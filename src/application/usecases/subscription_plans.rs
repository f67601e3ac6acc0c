use std::sync::Arc;

use thiserror::Error;
use tracing::{error, info};

use crate::domain::{
    entities::subscription_plans::InsertSubscriptionPlanEntity,
    repositories::subscription_plans::SubscriptionPlanRepository,
    value_objects::subscription_plans::{InsertSubscriptionPlanModel, SubscriptionPlanDto},
};

#[derive(Debug, Error)]
pub enum SubscriptionPlanError {
    #[error(transparent)]
    Internal(#[from] anyhow::Error),
}

impl SubscriptionPlanError {
    pub fn status_code(&self) -> axum::http::StatusCode {
        use axum::http::StatusCode;
        match self {
            SubscriptionPlanError::Internal(_) => StatusCode::INTERNAL_SERVER_ERROR,
        }
    }
}

pub type SubscriptionPlanResult<T> = std::result::Result<T, SubscriptionPlanError>;

pub struct SubscriptionPlanUseCase<S>
where
    S: SubscriptionPlanRepository + Send + Sync + 'static,
{
    plan_repository: Arc<S>,
}

impl<S> SubscriptionPlanUseCase<S>
where
    S: SubscriptionPlanRepository + Send + Sync + 'static,
{
    pub fn new(plan_repository: Arc<S>) -> Self {
        Self { plan_repository }
    }

    pub async fn list(&self) -> SubscriptionPlanResult<Vec<SubscriptionPlanDto>> {
        let plans = self.plan_repository.list().await.map_err(|err| {
            error!(db_error = ?err, "subscription_plans: failed to list");
            SubscriptionPlanError::Internal(err)
        })?;

        Ok(plans.into_iter().map(SubscriptionPlanDto::from).collect())
    }

    pub async fn create(
        &self,
        model: InsertSubscriptionPlanModel,
    ) -> SubscriptionPlanResult<SubscriptionPlanDto> {
        let features = serde_json::to_value(&model.features)
            .map_err(|err| SubscriptionPlanError::Internal(err.into()))?;

        let plan = self
            .plan_repository
            .insert(InsertSubscriptionPlanEntity {
                name: model.name,
                description: model.description,
                price: model.price,
                billing_cycle: model.billing_cycle,
                features,
            })
            .await
            .map_err(|err| {
                error!(db_error = ?err, "subscription_plans: failed to insert");
                SubscriptionPlanError::Internal(err)
            })?;

        info!(plan_id = %plan.id, name = %plan.name, "subscription_plans: created");

        Ok(SubscriptionPlanDto::from(plan))
    }
}
use std::sync::Arc;

use sha2::{Digest, Sha256};
use thiserror::Error;
use tracing::{error, info, warn};
use uuid::Uuid;

use crate::domain::{
    repositories::{
        orders::OrderRepository, payment_transactions::PaymentTransactionRepository,
    },
    value_objects::{
        enums::order_statuses::OrderStatus, payment_webhook::PaymentNotification,
    },
};

#[derive(Debug, Error)]
pub enum WebhookError {
    #[error("invalid webhook token")]
    Unauthorized,
    #[error("malformed webhook payload: {0}")]
    Malformed(String),
}

impl WebhookError {
    pub fn status_code(&self) -> axum::http::StatusCode {
        use axum::http::StatusCode;
        match self {
            WebhookError::Unauthorized => StatusCode::UNAUTHORIZED,
            WebhookError::Malformed(_) => StatusCode::BAD_REQUEST,
        }
    }
}

pub type WebhookResult<T> = std::result::Result<T, WebhookError>;

pub struct PaymentWebhookUseCase<O, T>
where
    O: OrderRepository + Send + Sync + 'static,
    T: PaymentTransactionRepository + Send + Sync + 'static,
{
    order_repository: Arc<O>,
    transaction_repository: Arc<T>,
    webhook_token: String,
}

impl<O, T> PaymentWebhookUseCase<O, T>
where
    O: OrderRepository + Send + Sync + 'static,
    T: PaymentTransactionRepository + Send + Sync + 'static,
{
    pub fn new(
        order_repository: Arc<O>,
        transaction_repository: Arc<T>,
        webhook_token: String,
    ) -> Self {
        Self {
            order_repository,
            transaction_repository,
            webhook_token,
        }
    }

    /// Applies a gateway invoice-status notification to the matching order
    /// and its payment transaction.
    ///
    /// The update is a plain overwrite: redelivering the same notification
    /// lands on the same final state, and out-of-order delivery is
    /// last-write-wins. Beyond the token and parse checks, failures are
    /// logged and swallowed so the gateway sees success and stops retrying.
    pub async fn handle_notification(
        &self,
        raw_body: &[u8],
        provided_token: Option<&str>,
    ) -> WebhookResult<()> {
        let token = provided_token.ok_or_else(|| {
            warn!("payment_webhook: missing x-callback-token header");
            WebhookError::Unauthorized
        })?;

        if !token_matches(token, &self.webhook_token) {
            warn!("payment_webhook: webhook token mismatch");
            return Err(WebhookError::Unauthorized);
        }

        let notification: PaymentNotification =
            serde_json::from_slice(raw_body).map_err(|err| {
                warn!(error = %err, "payment_webhook: unparseable notification body");
                WebhookError::Malformed(err.to_string())
            })?;

        let Some(external_id) = notification.external_id.as_deref() else {
            warn!("payment_webhook: notification without external_id ignored");
            return Ok(());
        };

        let Some(raw_order_id) = external_id.strip_prefix("order_") else {
            warn!(
                external_id,
                "payment_webhook: external_id does not reference an order, ignored"
            );
            return Ok(());
        };

        let order_id = match Uuid::parse_str(raw_order_id) {
            Ok(order_id) => order_id,
            Err(err) => {
                warn!(
                    external_id,
                    error = %err,
                    "payment_webhook: external_id carries an invalid order id, ignored"
                );
                return Ok(());
            }
        };

        let status = OrderStatus::from_gateway_status(notification.status.as_deref());

        match self.order_repository.update_status(order_id, status).await {
            Ok(0) => {
                info!(
                    %order_id,
                    status = %status,
                    "payment_webhook: notification for unknown order, nothing updated"
                );
            }
            Ok(_) => {
                info!(
                    %order_id,
                    status = %status,
                    gateway_status = ?notification.status,
                    "payment_webhook: order status updated"
                );
            }
            Err(err) => {
                error!(
                    %order_id,
                    db_error = ?err,
                    "payment_webhook: failed to update order status"
                );
                return Ok(());
            }
        }

        if let Err(err) = self
            .transaction_repository
            .update_status_by_order_id(order_id, status, notification.payment_id.clone())
            .await
        {
            // Order and transaction now diverge until the gateway redelivers.
            error!(
                %order_id,
                db_error = ?err,
                "payment_webhook: failed to update payment transaction"
            );
        }

        Ok(())
    }
}

/// Fixed-length digest comparison; does not short-circuit on the token bytes.
fn token_matches(provided: &str, expected: &str) -> bool {
    Sha256::digest(provided.as_bytes()) == Sha256::digest(expected.as_bytes())
}
use std::sync::Arc;

use anyhow::Result;
use async_trait::async_trait;
use chrono::Utc;
use diesel::{OptionalExtension, RunQueryDsl, insert_into, prelude::*, update};
use uuid::Uuid;

use crate::{
    domain::{
        entities::orders::{InsertOrderEntity, OrderEntity},
        repositories::orders::OrderRepository,
        value_objects::enums::order_statuses::OrderStatus,
    },
    infrastructure::postgres::{postgres_connection::PgPool, schema::orders},
};

pub struct OrderPostgres {
    db_pool: Arc<PgPool>,
}

impl OrderPostgres {
    pub fn new(db_pool: Arc<PgPool>) -> Self {
        Self { db_pool }
    }
}

#[async_trait]
impl OrderRepository for OrderPostgres {
    async fn insert(&self, order: InsertOrderEntity) -> Result<Uuid> {
        let mut conn = Arc::clone(&self.db_pool).get()?;

        let order_id = insert_into(orders::table)
            .values(&order)
            .returning(orders::id)
            .get_result::<Uuid>(&mut conn)?;

        Ok(order_id)
    }

    async fn find_by_id(&self, order_id: Uuid) -> Result<Option<OrderEntity>> {
        let mut conn = Arc::clone(&self.db_pool).get()?;

        let order = orders::table
            .filter(orders::id.eq(order_id))
            .first::<OrderEntity>(&mut conn)
            .optional()?;

        Ok(order)
    }

    async fn list(
        &self,
        user_id: Option<Uuid>,
        limit: i64,
        skip: i64,
    ) -> Result<Vec<OrderEntity>> {
        let mut conn = Arc::clone(&self.db_pool).get()?;

        let mut query = orders::table.into_boxed();
        if let Some(user_id) = user_id {
            query = query.filter(orders::user_id.eq(user_id));
        }

        let rows = query
            .order(orders::created_at.desc())
            .offset(skip)
            .limit(limit)
            .load::<OrderEntity>(&mut conn)?;

        Ok(rows)
    }

    async fn set_gateway_invoice_id(&self, order_id: Uuid, invoice_id: String) -> Result<()> {
        let mut conn = Arc::clone(&self.db_pool).get()?;

        update(orders::table.filter(orders::id.eq(order_id)))
            .set((
                orders::gateway_invoice_id.eq(Some(invoice_id)),
                orders::updated_at.eq(Utc::now()),
            ))
            .execute(&mut conn)?;

        Ok(())
    }

    async fn update_status(&self, order_id: Uuid, status: OrderStatus) -> Result<usize> {
        let mut conn = Arc::clone(&self.db_pool).get()?;

        let affected = update(orders::table.filter(orders::id.eq(order_id)))
            .set((
                orders::status.eq(status.as_str()),
                orders::updated_at.eq(Utc::now()),
            ))
            .execute(&mut conn)?;

        Ok(affected)
    }
}
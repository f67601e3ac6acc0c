use std::sync::Arc;

use axum::{
    Json, Router, extract::State, http::StatusCode, response::IntoResponse, routing::get,
};

use crate::{
    application::usecases::subscription_plans::SubscriptionPlanUseCase,
    auth::AuthUser,
    domain::{
        repositories::subscription_plans::SubscriptionPlanRepository,
        value_objects::subscription_plans::InsertSubscriptionPlanModel,
    },
    infrastructure::{
        axum_http::error_responses,
        postgres::{
            postgres_connection::PgPool,
            repositories::subscription_plans::SubscriptionPlanPostgres,
        },
    },
};

pub fn routes(db_pool: Arc<PgPool>) -> Router {
    let plan_repository = SubscriptionPlanPostgres::new(Arc::clone(&db_pool));
    let plan_usecase = SubscriptionPlanUseCase::new(Arc::new(plan_repository));

    Router::new()
        .route("/", get(list_plans).post(create_plan))
        .with_state(Arc::new(plan_usecase))
}

pub async fn list_plans<S>(
    State(plan_usecase): State<Arc<SubscriptionPlanUseCase<S>>>,
) -> impl IntoResponse
where
    S: SubscriptionPlanRepository + Send + Sync,
{
    match plan_usecase.list().await {
        Ok(plans) => Json(plans).into_response(),
        Err(err) => error_responses::usecase_error(err.status_code(), err),
    }
}

pub async fn create_plan<S>(
    State(plan_usecase): State<Arc<SubscriptionPlanUseCase<S>>>,
    auth: AuthUser,
    Json(insert_plan_model): Json<InsertSubscriptionPlanModel>,
) -> impl IntoResponse
where
    S: SubscriptionPlanRepository + Send + Sync,
{
    if !auth.is_admin() {
        return error_responses::usecase_error(
            StatusCode::FORBIDDEN,
            "admin role required to manage subscription plans",
        );
    }

    match plan_usecase.create(insert_plan_model).await {
        Ok(plan) => Json(plan).into_response(),
        Err(err) => error_responses::usecase_error(err.status_code(), err),
    }
}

-*-*-

# Task directions:
For the entries above, please state how many lines contain the string "filter"; give the number and nothing else.

# Output:
4